Now, add to those guys Travis Buck in right, Jack Cust at DH, and Jason Giambi at first. Unfortunately, the very best lineups for this crew of players all have Cust leading off, which we know will never happen. Those best lineups score over 4.9 runs a game, a total that boggles the mind of A's fans given recent offensive performances.

A plausible lineup that Geren might build from this crew is: Sweeney, Ellis, Cust, Holliday, Giambi, Chavez, Cabrera, Buck, Suzuki. That lineup, with lots of nice LR splits (the only back-to-back hitters are Giambi and Chavez), projects to 4.881 runs per game, just 0.05 runs fewer than the best possible lineups.

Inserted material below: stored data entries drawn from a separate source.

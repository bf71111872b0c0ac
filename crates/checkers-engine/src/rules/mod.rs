//! Rule set abstraction and move application.
//!
//! [`apply_move`] is the rule engine proper: a pure function from a board
//! and a move to the next board. The [`RuleSet`] trait bundles it with move
//! generation so callers such as the search can be written against one seam.

mod standard;

pub use standard::StandardCheckers;

use crate::Board;
use checkers_core::{Color, Move, Position};

/// Applies a move, returning the new board and whether the mover was crowned.
///
/// The mover is relocated from `m.from` to `m.to` and the piece on
/// `m.captured`, if any, is removed. A man landing on its promotion row
/// becomes a king; this is checked once, after relocation. An empty `from`
/// square leaves the board unchanged.
pub fn apply_move(board: &Board, m: Move) -> (Board, bool) {
    let mut next = *board;
    let Some(piece) = next.remove(m.from) else {
        return (next, false);
    };

    if let Some(captured) = m.captured {
        next.remove(captured);
    }

    let promoted = !piece.is_king && m.to.row() == piece.color.promotion_row();
    let piece = if promoted { piece.crowned() } else { piece };
    next.place(m.to, piece);

    (next, promoted)
}

/// Trait bundling the rules of a checkers variant.
///
/// # Example
///
/// ```
/// use checkers_core::Color;
/// use checkers_engine::{RuleSet, StandardCheckers};
///
/// let board = StandardCheckers.initial_board();
/// let moves = StandardCheckers.generate_moves(&board, Color::Cyan, None);
/// assert_eq!(moves.len(), 7);
/// ```
pub trait RuleSet {
    /// Returns the board a new game starts from.
    fn initial_board(&self) -> Board;

    /// Returns the color that moves first.
    fn first_mover(&self) -> Color;

    /// Generates the legal moves for `color`, optionally restricted to one origin.
    fn generate_moves(&self, board: &Board, color: Color, origin: Option<Position>) -> Vec<Move>;

    /// Applies a move, returning the new board and whether the mover was crowned.
    fn apply_move(&self, board: &Board, m: Move) -> (Board, bool);

    /// Returns the jumps that continue a multi-jump from `at`.
    fn continuation_jumps(&self, board: &Board, color: Color, at: Position) -> Vec<Move>;

    /// Returns true if `color` has at least one legal move.
    fn has_moves(&self, board: &Board, color: Color) -> bool {
        !self.generate_moves(board, color, None).is_empty()
    }
}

How about slotting in Daric Barton instead of Travis Buck, playing Barton at first, shifting Giambi to DH and Cust to right field? I'd figure the same lineup as above, with Barton hitting eighth instead of Buck. They're both lefties, and neither has earned a higher spot in the lineup, so a straight swap seems plausible. Barton's higher projected OBP and practically equivalent power means that the Barton lineup projects to 4.897 runs per game, out 0.07 worst than the best lineups, which again have Cust leading off.

Is 0.016 runs per game on offense worth the defensive hit that results from replacing Buck in right with Jack Cust? Cust's career right field UZR/150 comes out to -0.142 runs per game, while Buck rates out at +0.062, a difference of 0.204 runs per game. That's a pretty massive difference, and it dwarfs the lineup difference.

Of course, that lineup would also include Barton at first base instead of Giambi. Giambi's career UZR/150 gives him a -0.037 runs per game, while Barton's is +0.046, a difference of 0.083. That cuts into but does not utterly dissipate the difference in defense between Buck and Cust. The difference between the two lineups is basically a run every ten games, which is not an insubstantial amount -- that's sixteen runs, or a win and a half, over the course of the season. In a division where the winner might go to October with 85 wins, these margins matter.